• [Problem to work on] Go through the records and report each line in which the word "Reading" occurs.

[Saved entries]

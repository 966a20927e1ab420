//! Streaming `multipart/form-data` scanner.
//!
//! The scanner looks at one byte at a time and never needs to see more than
//! one byte ahead, so a boundary may be split over any number of chunks.
//! The only bytes it holds back are a partial delimiter match; those are
//! known to equal a prefix of the delimiter and are replayed as content when
//! the match breaks.
//!
//! File content passes through a buffer of `upload_buffer_size` bytes and is
//! flushed to the sink whenever the buffer fills. Ordinary fields are kept
//! in memory up to `max_form_size` bytes.

use log::debug;

use crate::parser::body::BodyEvent;
use crate::parser::error::Error;
use crate::parser::limits::Limits;
use crate::parser::param::Parameter;

#[derive(Debug, Clone, Copy, PartialEq, Eq)]
enum State {
    /// Before the first boundary; bytes are discarded.
    Preamble,
    /// Right after a delimiter: either `--` or `\r\n` follows.
    AfterDelimiter,
    /// Saw the first `-` of the closing `--`.
    ClosingDash,
    /// Saw the `\r` ending a boundary line.
    BoundaryLineFeed,
    /// Reading the part's own header lines.
    PartHeaders,
    /// Reading part content.
    Content,
    /// After the closing boundary; the epilogue is ignored.
    Finished,
}

#[derive(Debug, Default)]
struct Part {
    name: String,
    filename: Option<String>,
    content_type: String,
    value: Vec<u8>,
    /// File bytes already flushed to the sink.
    flushed: usize,
}

#[derive(Debug)]
pub struct MultipartParser {
    /// `\r\n--` followed by the boundary.
    delimiter: Vec<u8>,
    matched: usize,
    state: State,
    line: Vec<u8>,
    part: Part,
    /// Parts opened so far, fields and files alike.
    parts: usize,
    file_buffer: Vec<u8>,
    limits: Limits,
}

impl MultipartParser {
    pub fn new(boundary: &str, limits: &Limits) -> Self {
        let mut delimiter = Vec::with_capacity(boundary.len() + 4);
        delimiter.extend_from_slice(b"\r\n--");
        delimiter.extend_from_slice(boundary.as_bytes());
        Self {
            delimiter,
            // The first boundary has no preceding line break.
            matched: 2,
            state: State::Preamble,
            line: Vec::new(),
            part: Part::default(),
            parts: 0,
            file_buffer: Vec::with_capacity(limits.upload_buffer_size),
            limits: *limits,
        }
    }

    pub fn is_finished(&self) -> bool {
        self.state == State::Finished
    }

    pub fn feed<F>(&mut self, data: &[u8], sink: &mut F) -> Result<(), Error>
    where
        F: FnMut(BodyEvent<'_>),
    {
        for &byte in data {
            self.step(byte, sink)?;
        }
        Ok(())
    }

    fn step<F>(&mut self, byte: u8, sink: &mut F) -> Result<(), Error>
    where
        F: FnMut(BodyEvent<'_>),
    {
        match self.state {
            State::Preamble | State::Content => self.scan(byte, sink)?,
            State::AfterDelimiter => match byte {
                b'-' => self.state = State::ClosingDash,
                b'\r' => self.state = State::BoundaryLineFeed,
                _ => return Err(Error::MalformedMultipart("expected line break after boundary")),
            },
            State::ClosingDash => {
                if byte != b'-' {
                    return Err(Error::MalformedMultipart("expected '--' after final boundary"));
                }
                self.state = State::Finished;
            }
            State::BoundaryLineFeed => {
                if byte != b'\n' {
                    return Err(Error::MalformedMultipart("expected line feed after boundary"));
                }
                if self.parts == self.limits.max_params {
                    return Err(Error::TooManyParams(self.limits.max_params));
                }
                self.parts += 1;
                self.part = Part::default();
                self.line.clear();
                self.state = State::PartHeaders;
            }
            State::PartHeaders => {
                if byte != b'\n' {
                    if self.line.len() > self.limits.max_line_length {
                        return Err(Error::LineTooLong {
                            limit: self.limits.max_line_length,
                        });
                    }
                    self.line.push(byte);
                    return Ok(());
                }
                if self.line.last() == Some(&b'\r') {
                    self.line.pop();
                }
                if self.line.is_empty() {
                    self.begin_content(sink);
                } else {
                    let line = String::from_utf8_lossy(&self.line).into_owned();
                    self.apply_part_header(&line);
                    self.line.clear();
                }
            }
            State::Finished => {}
        }
        Ok(())
    }

    /// Match `byte` against the delimiter, replaying a broken partial match.
    fn scan<F>(&mut self, byte: u8, sink: &mut F) -> Result<(), Error>
    where
        F: FnMut(BodyEvent<'_>),
    {
        if byte == self.delimiter[self.matched] {
            self.matched += 1;
            if self.matched == self.delimiter.len() {
                self.matched = 0;
                if self.state == State::Content {
                    self.end_part(sink);
                }
                self.state = State::AfterDelimiter;
            }
            return Ok(());
        }

        if self.matched > 0 {
            if self.state == State::Content {
                for i in 0..self.matched {
                    let held = self.delimiter[i];
                    self.push_content(held, sink)?;
                }
            }
            self.matched = 0;
        }

        // Boundaries cannot contain CR, so a broken match can only restart here.
        if byte == self.delimiter[0] {
            self.matched = 1;
        } else if self.state == State::Content {
            self.push_content(byte, sink)?;
        }
        Ok(())
    }

    fn push_content<F>(&mut self, byte: u8, sink: &mut F) -> Result<(), Error>
    where
        F: FnMut(BodyEvent<'_>),
    {
        match &self.part.filename {
            Some(filename) => {
                self.file_buffer.push(byte);
                if self.file_buffer.len() >= self.limits.upload_buffer_size {
                    sink(BodyEvent::UploadData {
                        filename,
                        index: self.part.flushed,
                        data: &self.file_buffer,
                    });
                    self.part.flushed += self.file_buffer.len();
                    self.file_buffer.clear();
                }
            }
            None => {
                if self.part.value.len() >= self.limits.max_form_size {
                    return Err(Error::BodyTooLarge {
                        size: self.part.value.len() + 1,
                        limit: self.limits.max_form_size,
                    });
                }
                self.part.value.push(byte);
            }
        }
        Ok(())
    }

    fn apply_part_header(&mut self, line: &str) {
        let Some((name, value)) = line.split_once(':') else {
            debug!("Discarding malformed part header: {line}");
            return;
        };
        let name = name.trim();
        let value = value.trim();

        if name.eq_ignore_ascii_case("Content-Disposition") {
            for attr in value.split(';').skip(1) {
                let Some((key, val)) = attr.trim().split_once('=') else {
                    continue;
                };
                let val = val.trim().trim_matches('"');
                if key.trim().eq_ignore_ascii_case("name") {
                    self.part.name = val.to_string();
                } else if key.trim().eq_ignore_ascii_case("filename") {
                    self.part.filename = Some(val.to_string());
                }
            }
        } else if name.eq_ignore_ascii_case("Content-Type") {
            self.part.content_type = value.to_string();
        }
    }

    fn begin_content<F>(&mut self, sink: &mut F)
    where
        F: FnMut(BodyEvent<'_>),
    {
        self.state = State::Content;
        self.matched = 0;
        self.file_buffer.clear();
        if let Some(filename) = &self.part.filename {
            debug!("Upload of '{filename}' started for field '{}'", self.part.name);
            sink(BodyEvent::UploadStart {
                name: &self.part.name,
                filename,
                content_type: &self.part.content_type,
            });
        }
    }

    fn end_part<F>(&mut self, sink: &mut F)
    where
        F: FnMut(BodyEvent<'_>),
    {
        let part = std::mem::take(&mut self.part);
        match part.filename {
            Some(filename) => {
                sink(BodyEvent::UploadEnd {
                    filename: &filename,
                    index: part.flushed,
                    data: &self.file_buffer,
                });
                let size = part.flushed + self.file_buffer.len();
                self.file_buffer.clear();
                sink(BodyEvent::Param(Parameter::file(part.name, filename, size)));
            }
            None => {
                let value = String::from_utf8_lossy(&part.value).into_owned();
                sink(BodyEvent::Param(Parameter::form(part.name, value)));
            }
        }
    }
}

#[cfg(test)]
mod tests {
    use super::*;

    fn collect(parser: &mut MultipartParser, chunks: &[&[u8]]) -> Vec<String> {
        let mut events = Vec::new();
        for chunk in chunks {
            parser
                .feed(chunk, &mut |event| events.push(format!("{event:?}")))
                .unwrap();
        }
        events
    }

    #[test]
    fn test_preamble_is_skipped() {
        let mut parser = MultipartParser::new("xx", &Limits::default());
        let events = collect(
            &mut parser,
            &[b"junk\r\n--xx\r\nContent-Disposition: form-data; name=\"a\"\r\n\r\n1\r\n--xx--"],
        );
        assert!(parser.is_finished());
        assert_eq!(events.len(), 1);
        assert!(events[0].contains("\"a\""));
    }

    #[test]
    fn test_garbage_after_boundary_is_rejected() {
        let mut parser = MultipartParser::new("xx", &Limits::default());
        let result = parser.feed(b"--xxZ", &mut |_| {});
        assert!(matches!(result, Err(Error::MalformedMultipart(_))));
    }
}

• [Answer box]
    /// Reading the part's own header lines.
    /// Reading part content.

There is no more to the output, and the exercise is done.